You can get this same problem with the much simpler std::string("0", 100);, but the example above is a little trickier, and thus harder to see what's wrong.
Fortunately, C++11 gives us a good solution to the problem using initializer list syntax. This saves you from having to specify the number of characters (which, as I showed above, you can do incorrectly), and avoids combining escaped numbers. std::string str({'a', '\0', 'b'}) is safe for any string content, unlike versions that take an array of char and a size.
In C++14 you now may use literals
using namespace std::literals::string_literals;
std::string s = "a\0b"s;
std::cout << s.size(); // 3
Better to use std::vector<char> if this question isn't just for educational purposes.
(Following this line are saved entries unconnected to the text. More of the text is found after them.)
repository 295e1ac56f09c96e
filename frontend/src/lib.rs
mod components;
pub mod config;
mod pages;
pub mod router;
mod state;
mod test_support;

#[cfg(target_arch = "wasm32")]
#[wasm_bindgen::prelude::wasm_bindgen(start)]
pub fn start() {
    console_error_panic_hook::set_once();
    let level = config::initial_log_level();
    if console_log::init_with_level(level).is_err() {
        web_sys::console::warn_1(&"logger already initialized".into());
    }
    log::info!("Starting Leave Portal frontend (wasm, log level {level})");

    router::mount_app();
}
use chrono::NaiveDate;
use serde::{Deserialize, Serialize};

pub const DAYS_PER_WEEK: usize = 5;

pub const BALANCE_CAPTION: &str = "Days remaining";

pub const AVAILABILITY_MONTH_LABEL: &str = "October 2023";

pub const AI_INSIGHT_TEXT: &str = "Based on your team's schedule, October 24th is the best day for your team outing. \
No one has leaves planned yet!";

#[derive(Clone, Debug, PartialEq, Eq, Serialize, Deserialize)]
pub struct LeaveBalanceCard {
    pub label: String,
    pub value: String,
    pub used: String,
    pub color: String,
    pub icon: String,
    pub progress_percent: u8,
}

#[derive(Clone, Copy, Debug, PartialEq, Eq, Serialize, Deserialize)]
pub enum DayMarker {
    Available,
    Away,
}

#[derive(Clone, Debug, PartialEq, Eq, Serialize, Deserialize)]
pub struct TeamMemberAvailability {
    pub name: String,
    pub initials: String,
    pub avatar_color: String,
    pub day_markers: [DayMarker; DAYS_PER_WEEK],
}

#[derive(Clone, Copy, Debug, PartialEq, Eq, Serialize, Deserialize)]
pub enum RequestStatus {
    Pending,
    Approved,
}

#[derive(Clone, Debug, PartialEq, Eq, Serialize, Deserialize)]
pub struct RecentRequest {
    pub status: RequestStatus,
    pub submitted: String,
    pub leave_type: String,
    pub date_range: String,
}

fn card(label: &str, value: &str, used: &str, color: &str, icon: &str, progress: u8) -> LeaveBalanceCard {
    LeaveBalanceCard {
        label: label.into(),
        value: value.into(),
        used: used.into(),
        color: color.into(),
        icon: icon.into(),
        progress_percent: progress,
    }
}

pub fn leave_balances() -> Vec<LeaveBalanceCard> {
    vec![
        card("ANNUAL", "12", "Used: 8 of 20 days", "blue", "fa-clock", 60),
        card("SICK", "06", "Used: 2 of 8 days", "green", "fa-briefcase-medical", 75),
        card("CASUAL", "04", "Used: 6 of 10 days", "purple", "fa-star", 40),
    ]
}

// Monday of the week shown in the availability strip.
pub fn availability_week_start() -> NaiveDate {
    NaiveDate::from_ymd_opt(2023, 10, 16).unwrap_or_default()
}

fn member(name: &str, initials: &str, avatar_color: &str, days: [DayMarker; DAYS_PER_WEEK]) -> TeamMemberAvailability {
    TeamMemberAvailability {
        name: name.into(),
        initials: initials.into(),
        avatar_color: avatar_color.into(),
        day_markers: days,
    }
}

pub fn team_availability() -> Vec<TeamMemberAvailability> {
    use DayMarker::{Available as A, Away as L};
    vec![
        member("Sarah Miller", "SM", "blue", [A, A, L, L, A]),
        member("Ryan K.", "RK", "purple", [A, A, A, A, A]),
        member("Amy Lee", "AL", "pink", [A, A, L, L, L]),
    ]
}

pub fn recent_requests() -> Vec<RecentRequest> {
    vec![
        RecentRequest {
            status: RequestStatus::Pending,
            submitted: "Submitted 2h ago".into(),
            leave_type: "Earned Leave".into(),
            date_range: "Oct 25 - Oct 27 (3 Days)".into(),
        },
        RecentRequest {
            status: RequestStatus::Approved,
            submitted: "2 days ago".into(),
            leave_type: "Casual Leave".into(),
            date_range: "Oct 10 (1 Day)".into(),
        },
    ]
}

#[cfg(test)]
mod tests {
    use super::*;
    use chrono::{Datelike, Weekday};

    #[test]
    fn balances_have_fixed_labels_in_order() {
        let labels: Vec<String> = leave_balances().into_iter().map(|c| c.label).collect();
        assert_eq!(labels, vec!["ANNUAL", "SICK", "CASUAL"]);
    }

    #[test]
    fn balances_carry_remaining_used_and_progress() {
        let balances = leave_balances();
        let summary: Vec<(&str, &str, u8)> = balances
            .iter()
            .map(|c| (c.value.as_str(), c.used.as_str(), c.progress_percent))
            .collect();
        assert_eq!(
            summary,
            vec![
                ("12", "Used: 8 of 20 days", 60),
                ("06", "Used: 2 of 8 days", 75),
                ("04", "Used: 6 of 10 days", 40),
            ]
        );
    }

    #[test]
    fn team_rows_are_fixed_and_full_week() {
        let team = team_availability();
        let names: Vec<&str> = team.iter().map(|m| m.name.as_str()).collect();
        assert_eq!(names, vec!["Sarah Miller", "Ryan K.", "Amy Lee"]);
        let initials: Vec<&str> = team.iter().map(|m| m.initials.as_str()).collect();
        assert_eq!(initials, vec!["SM", "RK", "AL"]);
        assert!(team.iter().all(|m| m.day_markers.len() == DAYS_PER_WEEK));
    }

    #[test]
    fn away_days_match_the_week_plan() {
        let away: Vec<Vec<bool>> = team_availability()
            .iter()
            .map(|m| m.day_markers.iter().map(|d| *d == DayMarker::Away).collect())
            .collect();
        assert_eq!(
            away,
            vec![
                vec![false, false, true, true, false],
                vec![false; DAYS_PER_WEEK],
                vec![false, false, true, true, true],
            ]
        );
    }

    #[test]
    fn week_starts_on_monday_sixteenth() {
        let start = availability_week_start();
        assert_eq!(start.weekday(), Weekday::Mon);
        assert_eq!((start.year(), start.month(), start.day()), (2023, 10, 16));
    }

    #[test]
    fn one_pending_and_one_approved_request() {
        let requests = recent_requests();
        let pending: Vec<&RecentRequest> = requests
            .iter()
            .filter(|r| r.status == RequestStatus::Pending)
            .collect();
        let approved: Vec<&RecentRequest> = requests
            .iter()
            .filter(|r| r.status == RequestStatus::Approved)
            .collect();
        assert_eq!(pending.len(), 1);
        assert_eq!(pending[0].leave_type, "Earned Leave");
        assert_eq!(pending[0].date_range, "Oct 25 - Oct 27 (3 Days)");
        assert_eq!(pending[0].submitted, "Submitted 2h ago");
        assert_eq!(approved.len(), 1);
        assert_eq!(approved[0].leave_type, "Casual Leave");
        assert_eq!(approved[0].date_range, "Oct 10 (1 Day)");
    }

    #[test]
    fn insight_mentions_team_outing_on_october_24th() {
        assert!(AI_INSIGHT_TEXT.starts_with(
            "Based on your team's schedule, October 24th is the best day for your team outing."
        ));
        assert!(AI_INSIGHT_TEXT.ends_with("No one has leaves planned yet!"));
    }
}
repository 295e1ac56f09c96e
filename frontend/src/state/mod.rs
pub mod config;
anonym's answer is excellent, but there's a non-macro solution in C++98 as well:
template <size_t N>
std::string RawString(const char (&ch)[N])
{
return std::string(ch, N-1); // Again, exclude trailing `null`
}
With this function, RawString(/* literal */) will produce the same string as S(/* literal */):
std::string my_string_t(RawString("a\0b"));
std::string my_string_m(S("a\0b"));
std::cout << "Using template: " << my_string_t << std::endl;
std::cout << "Using macro: " << my_string_m << std::endl;
Additionally, there's an issue with the macro: the expression is not actually a std::string as written, and therefore can't be used e.g. for simple assignment-initialization:
std::string s = S("a\0b"); // ERROR!
...so it might be preferable to use:
#define std::string(s, sizeof s - 1)
Obviously you should only use one or the other solution in your project and call it whatever you think is appropriate.
I know it is a long time this question has been asked. But for anyone who is having a similar problem might be interested in the following code.
CComBSTR(20,"mystring1\0mystring2\0")
Almost all implementations of std::strings are null-terminated, so you probably shouldn't do this. Note that "a\0b" is actually four characters long because of the automatic null terminator (a, null, b, null). If you really want to do this and break std::string's contract, you can do:
std::string s("aab");
s.at(1) = '\0';
but if you do, all your friends will laugh at you, you will never find true happiness.